Quando 500 GPUs H100 ficam offline repentinamente durante uma execução de treinamento crítica, cada segundo custa $1.200 em tempo de computação perdido. Quando a refrigeração líquida falha em um cluster de GPU de 2MW, as temperaturas sobem 1°C a cada 30 segundos em direção ao desligamento térmico. Quando a malha InfiniBand se particiona durante o treinamento distribuído, 10.000 GPU-horas de computação se tornam inúteis. Esses cenários exigem respostas precisas e ensaiadas que minimizem danos e restaurem o serviço rapidamente. Este guia fornece playbooks testados em batalha para incidentes de infraestrutura de GPU.
Classificação de Incidentes e Níveis de Severidade
Incidentes de infraestrutura de GPU requerem classificações de severidade especializadas além dos frameworks tradicionais de TI. Incidentes de Severidade 1 (Crítica) envolvem falha completa do cluster, risco de perda de dados ou riscos de segurança afetando mais de 100 GPUs ou impacto horário de $50.000. Estes acionam escalação executiva imediata, engajamento de fornecedores e ativação de war room 24/7. O treinamento do GPT-4 da OpenAI experimentou três incidentes de Severidade 1 ao longo de seis meses, cada um exigindo envolvimento do CEO devido aos custos diários de treinamento de $2 milhões.
Incidentes de Severidade 2 (Alta) impactam 20-100 GPUs ou causam degradação de desempenho de 50% em clusters maiores. O tempo de resposta visa 15 minutos com metas de resolução de 2 horas. Esses incidentes tipicamente envolvem falhas parciais de refrigeração, problemas de distribuição de energia ou eventos de partição de rede. A infraestrutura da Meta automaticamente aciona engenheiros de plantão para eventos de Severidade 2, com escalação para arquitetos seniores após 30 minutos sem progresso.
Incidentes de Severidade 3 (Média) afetam menos de 20 GPUs ou causam degradação de desempenho de 25%. Estes incluem falhas de nós individuais, problemas de drivers ou problemas de rede localizados. As metas de resolução se estendem para 4 horas com acompanhamento no próximo dia útil sendo aceitável. Sistemas automatizados lidam com 70% dos incidentes de Severidade 3 sem intervenção humana através de mecanismos de auto-recuperação.

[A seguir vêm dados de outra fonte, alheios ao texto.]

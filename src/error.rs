use std::path::PathBuf;
use thiserror::Error;

use crate::exitcode;

/// 生成・出力処理のエラー
#[derive(Error, Debug)]
pub enum TreeError {
    /// 深さが負、など入力値が不正
    #[error("invalid argument: {0}")]
    InvalidArgument(String),

    /// 出力ファイルの作成・書き込みに失敗
    #[error("cannot write {path}: {source}")]
    Io {
        path: PathBuf,
        #[source]
        source: std::io::Error,
    },

    /// 木の不変条件違反（内部バグ）
    #[error("invalid tree structure: {0}")]
    InvalidStructure(String),
}

pub type TreeResult<T> = Result<T, TreeError>;

impl TreeError {
    /// エラー種別に対応する終了コード
    pub fn exit_code(&self) -> i32 {
        match self {
            TreeError::InvalidArgument(_) => exitcode::USAGE,
            TreeError::Io { .. } => exitcode::CANTCREAT,
            TreeError::InvalidStructure(_) => exitcode::SOFTWARE,
        }
    }
}
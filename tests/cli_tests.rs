//! Tests for the command-line driver

use clap::Parser;
use tempfile::TempDir;

use collatz_tree::cli::{run, write_file, Cli, Destination};
use collatz_tree::{exitcode, generate, TreeError};

fn parse(args: &[&str]) -> Cli {
    let mut argv = vec!["collatz-tree"];
    argv.extend_from_slice(args);
    Cli::try_parse_from(argv).expect("parse args")
}

#[test]
fn given_depth_and_output_when_running_then_writes_file() {
    let temp = TempDir::new().unwrap();
    let out = temp.path().join("tree.dot");

    let cli = parse(&["--depth", "6", "-o", out.to_str().unwrap()]);
    let dest = run(&cli).unwrap();

    assert_eq!(dest, Destination::File(out.clone()));
    let written = std::fs::read_to_string(&out).unwrap();
    assert_eq!(written, generate(6).unwrap());
}

#[test]
fn given_existing_file_when_running_then_overwrites() {
    let temp = TempDir::new().unwrap();
    let out = temp.path().join("tree.dot");
    std::fs::write(&out, "stale content that is longer than the new document ".repeat(50)).unwrap();

    let cli = parse(&["--depth", "2", "--output", out.to_str().unwrap()]);
    run(&cli).unwrap();

    assert_eq!(std::fs::read_to_string(&out).unwrap(), generate(2).unwrap());
}

#[test]
fn given_missing_directory_when_running_then_reports_io_error() {
    let temp = TempDir::new().unwrap();
    let out = temp.path().join("no_such_dir").join("tree.dot");

    let cli = parse(&["-o", out.to_str().unwrap()]);
    let err = run(&cli).unwrap_err();

    match &err {
        TreeError::Io { path, .. } => assert_eq!(path, &out),
        other => panic!("expected Io error, got {:?}", other),
    }
    assert_eq!(err.exit_code(), exitcode::CANTCREAT);
    assert!(err.to_string().contains("tree.dot"));
    assert!(!out.exists());
}

#[test]
fn given_negative_depth_when_running_then_nothing_is_written() {
    let temp = TempDir::new().unwrap();
    let out = temp.path().join("tree.dot");

    let cli = parse(&["--depth", "-2", "-o", out.to_str().unwrap()]);
    let err = run(&cli).unwrap_err();

    assert!(matches!(err, TreeError::InvalidArgument(_)));
    assert_eq!(err.exit_code(), exitcode::USAGE);
    assert!(!out.exists());
}

#[test]
fn given_directory_as_path_when_writing_then_fails() {
    let temp = TempDir::new().unwrap();
    let result = write_file(temp.path(), "digraph CollatzTree {\n}");
    assert!(matches!(result, Err(TreeError::Io { .. })));
}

Incidentes de Severidade 4 (Baixa) envolvem falhas de GPU única ou variações menores de desempenho abaixo de 10%. Estes entram em fluxos de trabalho de tickets padrão com metas de resolução de 24 horas. A infraestrutura da Anthropic automaticamente coloca em quarentena os recursos afetados, permitindo que as cargas de trabalho de produção continuem enquanto os reparos prosseguem durante as janelas de manutenção.

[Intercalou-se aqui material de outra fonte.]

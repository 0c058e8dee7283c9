#![cfg_attr(
    test,
    allow(
        clippy::panic,
        clippy::print_stdout,
        clippy::print_stderr,
        clippy::unwrap_used,
        clippy::expect_used,
        clippy::use_debug,
        clippy::dbg_macro,
        clippy::panic_in_result_fn,
        clippy::unwrap_in_result,
        reason = "Test-only output and panic-based assertions are permitted."
    )
)]
// migrator-cli/src/main.rs
// ============================================================================
// Module: Migrator CLI Entry Point
// Description: Command dispatcher for the migration and validation engine.
// Purpose: Parse connection URLs and run options, drive a MigrationRunner
//          end to end, and map its outcome onto the documented exit codes.
// Dependencies: clap, migrator-core, migrator-config, migrator-runner,
//               the adapter crates, serde_json, thiserror, tokio, tracing.
// ============================================================================

//! ## Overview
//! The migrator CLI resolves `--source`/`--target` connection URLs to
//! concrete adapters, builds a [`MigrationConfig`], and drives a
//! [`MigrationRunner`] through either a full run, a resumed run, or a
//! dry-run preflight pass. All user-facing strings are routed through the
//! i18n catalog to prepare for future localization.

// ============================================================================
// SECTION: Imports
// ============================================================================

use std::io::Write;
use std::path::PathBuf;
use std::process::ExitCode;

use clap::ArgAction;
use clap::Parser;
use clap::ValueEnum;
use migrator_cli::adapter_dispatch::open_adapter;
use migrator_cli::t;
use migrator_config::MigrationConfig;
use migrator_config::OutputConfig;
use migrator_config::OutputMode;
use migrator_config::RoutinesMode;
use migrator_core::RunId;
use migrator_runner::MigrationRunner;
use migrator_runner::RunStatus;
use thiserror::Error;

// ============================================================================
// SECTION: CLI Types
// ============================================================================

/// Top-level CLI definition.
#[derive(Parser, Debug)]
#[command(
    name = "migrator",
    disable_help_subcommand = true,
    arg_required_else_help = true
)]
struct Cli {
    /// Print version information and exit.
    #[arg(long = "version", action = ArgAction::SetTrue)]
    show_version: bool,
    /// Source connection URL, e.g. `postgresql://user@host/db`.
    #[arg(long, value_name = "URL")]
    source: Option<String>,
    /// Target connection URL. Legacy alias for a `sqlite://` target file.
    #[arg(long, value_name = "URL")]
    target: Option<String>,
    /// Legacy alias for `--target` naming a SQLite file directory.
    #[arg(long, value_name = "DIR")]
    target_dir: Option<PathBuf>,
    /// Run preflight checks only; no schema or data is written anywhere.
    #[arg(long, action = ArgAction::SetTrue)]
    dry_run: bool,
    /// Path to the checkpoint file used for resumable runs.
    #[arg(long, value_name = "PATH")]
    checkpoint_file: Option<PathBuf>,
    /// Where migrated data is written.
    #[arg(long, value_enum, default_value_t = CliOutputMode::Db)]
    output_mode: CliOutputMode,
    /// Directory for the run bundle artifacts (defaults to `./runs`).
    #[arg(long, value_name = "DIR", default_value = "runs")]
    output_dir: PathBuf,
    /// Drop any tables the runner created if the run fails partway through.
    #[arg(long, action = ArgAction::SetTrue)]
    clean_on_failure: bool,
    /// Resume a previously started run by id or by path under `--output-dir`.
    #[arg(long, value_name = "ID_OR_PATH")]
    resume_run: Option<String>,
    /// How stored routines and triggers are handled.
    #[arg(long, value_enum, default_value_t = CliRoutinesMode::None)]
    routines_mode: CliRoutinesMode,
    /// Directory to additionally copy `routines.sql` and the routine
    /// migration report into, alongside the run bundle.
    #[arg(long, value_name = "DIR")]
    routines_out: Option<PathBuf>,
}
#[cfg(unix)]
fn restrict_permissions(path: &Path, mode: u32) {
    use std::os::unix::fs::PermissionsExt;
    let _ = fs::set_permissions(path, fs::Permissions::from_mode(mode));
}

#[cfg(not(unix))]
fn restrict_permissions(_path: &Path, _mode: u32) {}

// ============================================================================
// SECTION: Tests
// ============================================================================

#[cfg(test)]
mod tests {
    use super::*;

    #[test]
    fn checkpoint_tracks_completed_tables() {
        let mut checkpoint = Checkpoint::default();
        checkpoint.completed_tables.push(TableName::new("customers"));
        assert!(checkpoint.is_completed(&TableName::new("customers")));
        assert!(!checkpoint.is_completed(&TableName::new("orders")));
    }

    #[test]
    fn bundle_create_writes_checkpoint_and_reads_it_back() {
        let dir = tempfile::tempdir().expect("tempdir");
        let run_id = RunId::new("test-run-1");
        let bundle = RunBundle::create(dir.path(), &run_id).expect("create bundle");

        assert!(bundle.read_checkpoint().expect("read").is_none());

        let mut checkpoint = Checkpoint::default();
        checkpoint.current_offset = 42;
        bundle.write_checkpoint(&checkpoint).expect("write checkpoint");

        let read_back = bundle.read_checkpoint().expect("read").expect("present");
        assert_eq!(read_back.current_offset, 42);
    }

    #[test]
    fn finalize_checksums_every_written_artifact() {
        let dir = tempfile::tempdir().expect("tempdir");
        let run_id = RunId::new("test-run-2");
        let bundle = RunBundle::create(dir.path(), &run_id).expect("create bundle");
        bundle
            .write_atomic("output/data/widgets.csv", b"id,name\n1,a\n")
            .expect("write data file");

        let manifest = bundle
            .finalize(
                "2026-01-01T00:00:00Z",
                "2026-01-01T00:01:00Z",
                "sqlite",
                "sqlite",
                RunStatus::Success,
                None,
            )
            .expect("finalize");

        assert!(manifest.file_checksums.contains_key("output/data/widgets.csv"));
        assert!(!manifest.file_checksums.contains_key("run_manifest.json"));
    }

    #[test]
    fn reopen_fails_for_missing_run() {
        let dir = tempfile::tempdir().expect("tempdir");
        let result = RunBundle::reopen(dir.path(), &RunId::new("nonexistent"));
        assert!(result.is_err());
    }
}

Cálculos de impacto financeiro direcionam as atribuições de severidade. Cada GPU H100 representa $30.000 de investimento de capital com custo operacional horário de $50. Interrupções de treinamento podem invalidar dias de computação no valor de milhões. A Lambda Labs calcula o custo do incidente como: (GPUs afetadas × taxa horária × duração esperada) + (tempo de recuperação de checkpoint × custo do cluster) + (penalidades de SLA). Esta fórmula acionou classificação de Severidade 1 para uma falha de 50 GPUs devido aos custos de recuperação de checkpoint de $500.000.
Procedimentos de Resposta a Falhas de Energia
Cenários de perda total de energia requerem desligamento imediato de cargas para prevenir falhas em cascata durante a recuperação. Sistemas UPS que suportam clusters de GPU tipicamente fornecem 5-7 minutos de autonomia em carga total. Os primeiros 30 segundos determinam a trajetória do incidente: chaves de transferência automática devem engajar, geradores devem partir e sistemas de refrigeração devem manter operação. O playbook da Microsoft inicia suspensão automática de cargas de trabalho dentro de 10 segundos da detecção do evento de energia.

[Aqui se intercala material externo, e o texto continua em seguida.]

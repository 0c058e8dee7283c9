// migrator-adapter-file/src/adapter.rs
// ============================================================================
// Module: File Adapter
// Description: SourceAdapter/TargetAdapter implementation backed by a
//              directory of RFC 4180 CSV files, one file per table.
// Purpose: Let the migration engine read from or write to a plain CSV
//          directory, useful for staging data outside any database.
// Dependencies: csv, migrator-core, thiserror
// ============================================================================

//! ## Overview
//! [`FileAdapter`] treats a directory as a dialect-neutral database: each
//! `<table>.csv` file is one table, its header row gives column names, and
//! every value is read and written as text since CSV carries no column
//! typing of its own. Schema introspection therefore always reports
//! [`IrKind::Text`] columns; the type registry still runs so a downstream
//! target can request a narrower type if it knows better.

// ============================================================================
// SECTION: Imports
// ============================================================================

use std::fs;
use std::fs::OpenOptions;
use std::future::Future;
use std::path::Path;
use std::path::PathBuf;

use csv::ReaderBuilder;
use csv::WriterBuilder;
use migrator_core::AdapterError;
use migrator_core::Capability;
use migrator_core::ColumnIr;
use migrator_core::ColumnName;
use migrator_core::IrKind;
use migrator_core::Row;
use migrator_core::SchemaIr;
use migrator_core::SourceAdapter;
use migrator_core::TableIr;
use migrator_core::TableName;
use migrator_core::TargetAdapter;
use migrator_core::TypeInfo;
use serde_json::Value;
use thiserror::Error;

// ============================================================================
// SECTION: Errors
// ============================================================================

/// Errors raised while reading the adapter's backing directory, wrapped
/// into [`AdapterError`] at the trait boundary.
#[derive(Debug, Error)]
pub enum FileAdapterError {
    /// The configured directory does not exist and could not be created.
    #[error("could not prepare directory {path}: {source}")]
    Directory {
        /// Directory path that failed.
        path: String,
        /// Underlying I/O error.
        #[source]
        source: std::io::Error,
    },
    /// A CSV file could not be read or written.
    #[error("csv error on {path}: {source}")]
    Csv {
        /// File path that failed.
        path: String,
        /// Underlying CSV error.
        #[source]
        source: csv::Error,
    },
}

// ============================================================================
// SECTION: Config
// ============================================================================

/// Configuration for opening a [`FileAdapter`].
#[derive(Debug, Clone)]
pub struct FileAdapterConfig {
    /// Directory holding one `<table>.csv` file per table.
    pub directory: PathBuf,
}

impl FileAdapterConfig {
    /// Builds a config pointing at `directory`.
    #[must_use]
    pub fn new(directory: impl Into<PathBuf>) -> Self {
        Self {
            directory: directory.into(),
        }
    }

    fn table_path(&self, table: &str) -> PathBuf {
        self.directory.join(format!("{table}.csv"))
    }
}

// ============================================================================
// SECTION: Adapter
// ============================================================================

/// CSV-directory-backed [`SourceAdapter`] and [`TargetAdapter`].
pub struct FileAdapter {
    config: FileAdapterConfig,
    capabilities: Vec<Capability>,
}

impl FileAdapter {
    /// Opens (creating if absent) the directory at `config.directory`.
    ///
    /// # Errors
    ///
    /// Returns [`AdapterError::Connection`] when the directory cannot be
    /// created.
    pub fn open(config: FileAdapterConfig) -> Result<Self, AdapterError> {
        fs::create_dir_all(&config.directory).map_err(|source| AdapterError::Connection {
            dialect: "file".to_string(),
            message: FileAdapterError::Directory {
                path: config.directory.display().to_string(),
                source,
            }
            .to_string(),
        })?;
        Ok(Self {
            config,
            capabilities: vec![Capability::DataOnly, Capability::SchemaAndData],
        })
    }

    fn list_table_names(&self) -> std::io::Result<Vec<String>> {
        let mut names = Vec::new();
        for entry in fs::read_dir(&self.config.directory)? {
            let entry = entry?;
            let path = entry.path();
            if path.extension().and_then(|extension| extension.to_str()) == Some("csv") {
                if let Some(stem) = path.file_stem().and_then(|stem| stem.to_str()) {
                    names.push(stem.to_string());
                }
            }
        }
        names.sort();
        Ok(names)
    }

    fn introspect_table(&self, table_name: &str) -> Result<TableIr, AdapterError> {
        let path = self.config.table_path(table_name);
        let mut reader = ReaderBuilder::new()
            .has_headers(true)
            .from_path(&path)
            .map_err(|source| introspection_error(table_name, &path, source))?;
        let headers = reader
            .headers()
            .map_err(|source| introspection_error(table_name, &path, source))?
            .clone();
        let columns = headers
            .iter()
            .enumerate()
            .map(|(index, name)| ColumnIr {
                name: ColumnName::new(name),
                type_info: TypeInfo {
                    raw: "TEXT".to_string(),
                    ir_kind: IrKind::Text,
                    nullable: true,
                },
                #[expect(
                    clippy::cast_possible_truncation,
                    reason = "a header row never has anywhere near u32::MAX columns"
                )]
                ordinal: (index + 1) as u32,
                default_expr: None,
            })
            .collect();
        Ok(TableIr {
            name: TableName::new(table_name),
            columns,
            constraints: Vec::new(),
            estimated_row_count: count_data_rows(&path).ok(),
        })
    }
}

fn introspection_error(table_name: &str, path: &Path, source: csv::Error) -> AdapterError {
    AdapterError::Introspection {
        table: TableName::new(table_name),
        message: FileAdapterError::Csv {
            path: path.display().to_string(),
            source,
        }
        .to_string(),
    }
}

fn count_data_rows(path: &Path) -> Result<u64, csv::Error> {
    let mut reader = ReaderBuilder::new().has_headers(true).from_path(path)?;
    let mut count: u64 = 0;
    for record in reader.records() {
        record?;
        count += 1;
    }
    Ok(count)
}

fn value_to_field(value: &Value) -> String {
    match value {
        Value::Null => String::new(),
        Value::String(text) => text.clone(),
        other => other.to_string(),
    }
}

fn field_to_value(field: &str) -> Value {
    if field.is_empty() {
        Value::Null
    } else {
        Value::String(field.to_string())
    }
}

fn read_batch_sync(
    path: &Path,
    columns: &[ColumnIr],
    offset: u64,
    batch_size: u32,
) -> Result<Vec<Row>, csv::Error> {
    let mut reader = ReaderBuilder::new().has_headers(true).from_path(path)?;
    let mut rows = Vec::new();
    for (index, record) in reader.records().enumerate() {
        let record = record?;
        let position = index as u64;
        if position < offset {
            continue;
        }
        if rows.len() >= batch_size as usize {
            break;
        }
        let fields: Vec<(String, Value)> = columns
            .iter()
            .enumerate()
            .map(|(column_index, column)| {
                let field = record.get(column_index).unwrap_or_default();
                (column.name.as_str().to_string(), field_to_value(field))
            })
            .collect();
        rows.push(Row::new(fields));
    }
    Ok(rows)
}

fn write_batch_sync(path: &Path, columns: &[ColumnIr], rows: &[Row]) -> Result<(), csv::Error> {
    let file = OpenOptions::new()
        .append(true)
        .open(path)
        .map_err(csv::Error::from)?;
    let mut writer = WriterBuilder::new().has_headers(false).from_writer(file);
    for row in rows {
        let record: Vec<String> = columns
            .iter()
            .map(|column| {
                row.columns
                    .iter()
                    .find(|(name, _)| name == column.name.as_str())
                    .map_or_else(String::new, |(_, value)| value_to_field(value))
            })
            .collect();
        writer.write_record(&record)?;
    }
    writer.flush().map_err(csv::Error::from)?;
    Ok(())
}

impl SourceAdapter for FileAdapter {
    fn capabilities(&self) -> &[Capability] {
        &self.capabilities
    }

    fn introspect_schema(&mut self) -> impl Future<Output = Result<SchemaIr, AdapterError>> + Send {
        async move {
            let table_names = self.list_table_names().map_err(|error| AdapterError::Introspection {
                table: TableName::new("*"),
                message: error.to_string(),
            })?;
            let mut schema = SchemaIr::new();
            for table_name in table_names {
                schema.tables.push(self.introspect_table(&table_name)?);
            }
            Ok(schema)
        }
    }

    fn read_batch(
        &mut self,
        table: &TableIr,
        offset: u64,
        batch_size: u32,
    ) -> impl Future<Output = Result<Vec<Row>, AdapterError>> + Send {
        let table = table.clone();
        async move {
            let path = self.config.table_path(table.name.as_str());
            read_batch_sync(&path, &table.columns, offset, batch_size).map_err(|error| {
                AdapterError::DataIo {
                    table: table.name.clone(),
                    message: error.to_string(),
                }
            })
        }
    }

    fn estimate_row_count(
        &mut self,
        table: &TableName,
    ) -> impl Future<Output = Result<Option<u64>, AdapterError>> + Send {
        let table = table.clone();
        async move {
            let path = self.config.table_path(table.as_str());
            Ok(count_data_rows(&path).ok())
        }
    }
}

impl TargetAdapter for FileAdapter {
    fn capabilities(&self) -> &[Capability] {
        &self.capabilities
    }

    fn create_table(&mut self, table: &TableIr) -> impl Future<Output = Result<(), AdapterError>> + Send {
        let table = table.clone();
        async move {
            let path = self.config.table_path(table.name.as_str());
            if path.exists() {
                return Ok(());
            }
            let header: Vec<&str> = table.columns.iter().map(|column| column.name.as_str()).collect();
            let mut writer = WriterBuilder::new()
                .has_headers(false)
                .from_path(&path)
                .map_err(|source| AdapterError::DdlEmission {
                    table: table.name.clone(),
                    message: FileAdapterError::Csv {
                        path: path.display().to_string(),
                        source,
                    }
                    .to_string(),
                })?;
            writer
                .write_record(&header)
                .and_then(|()| writer.flush().map_err(csv::Error::from))
                .map_err(|source| AdapterError::DdlEmission {
                    table: table.name.clone(),
                    message: FileAdapterError::Csv {
                        path: path.display().to_string(),
                        source,
                    }
                    .to_string(),
                })?;
            Ok(())
        }
    }

    fn write_batch(
        &mut self,
        table: &TableIr,
        rows: &[Row],
    ) -> impl Future<Output = Result<(), AdapterError>> + Send {
        let table = table.clone();
        let rows = rows.to_vec();
        async move {
            let path = self.config.table_path(table.name.as_str());
            write_batch_sync(&path, &table.columns, &rows).map_err(|error| AdapterError::DataIo {
                table: table.name.clone(),
                message: error.to_string(),
            })
        }
    }

    fn read_batch(
        &mut self,
        table: &TableIr,
        offset: u64,
        batch_size: u32,
    ) -> impl Future<Output = Result<Vec<Row>, AdapterError>> + Send {
        SourceAdapter::read_batch(self, table, offset, batch_size)
    }

    fn drop_tables(&mut self, tables: &[TableName]) -> impl Future<Output = Result<(), AdapterError>> + Send {
        let tables = tables.to_vec();
        async move {
            for table in &tables {
                let path = self.config.table_path(table.as_str());
                if path.exists() {
                    fs::remove_file(&path).map_err(|error| AdapterError::DdlEmission {
                        table: table.clone(),
                        message: error.to_string(),
                    })?;
                }
            }
            Ok(())
        }
    }

    fn get_table_schema(
        &mut self,
        table: &TableName,
    ) -> impl Future<Output = Result<Option<TableIr>, AdapterError>> + Send {
        let table = table.clone();
        async move {
            let path = self.config.table_path(table.as_str());
            if !path.exists() {
                return Ok(None);
            }
            self.introspect_table(table.as_str()).map(Some)
        }
    }
}

// ============================================================================
// SECTION: Tests
// ============================================================================

#[cfg(test)]
#[allow(
    clippy::unwrap_used,
    clippy::expect_used,
    reason = "Test-only assertions are permitted."
)]
mod tests {
    use super::*;

    #[test]
    fn table_path_appends_csv_extension() {
        let config = FileAdapterConfig::new("/tmp/migrator-staging");
        assert_eq!(
            config.table_path("widgets"),
            PathBuf::from("/tmp/migrator-staging/widgets.csv")
        );
    }

    #[test]
    fn field_round_trip_preserves_empty_as_null() {
        assert_eq!(field_to_value(""), Value::Null);
        assert_eq!(value_to_field(&Value::Null), String::new());
    }
}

A Fase 1 (0-30 segundos) foca na preservação de estado. Jobs de treinamento distribuído devem fazer checkpoint imediatamente, exigindo locais de checkpoint pré-configurados com largura de banda suficiente. O comando kubectl exec aciona checkpointing de emergência em pods do Kubernetes. Sistemas de armazenamento mudam para modo write-through, garantindo persistência de dados. Equipamentos de rede em sistemas UPS separados mantêm conectividade para gerenciamento remoto.
A Fase 2 (30 segundos - 2 minutos) envolve priorização de carga. Cargas de trabalho não críticas terminam automaticamente baseadas em classes de prioridade de pods. Cargas de trabalho de inferência continuam servindo com capacidade degradada. Jobs de treinamento salvam estado e desligam graciosamente. Sistemas de refrigeração reduzem para operação mínima viável, mantendo temperaturas abaixo dos limites térmicos. Sistemas de gerenciamento de energia desligam 40% da carga, estendendo a autonomia do UPS para 15 minutos.
A Fase 3 (2-5 minutos) requer sincronização de geradores. Chaves de transferência automática sincronizam a saída do gerador com sistemas UPS antes de transferir a carga. Partidas de gerador falhas acionam escalação imediata com procedimentos de partida manual. Verificação do status do sistema de combustível garante capacidade de autonomia de 24 horas. Os data centers do Google mantêm suprimentos de combustível de 48 horas com contratos de reabastecimento automático ativados durante interrupções prolongadas.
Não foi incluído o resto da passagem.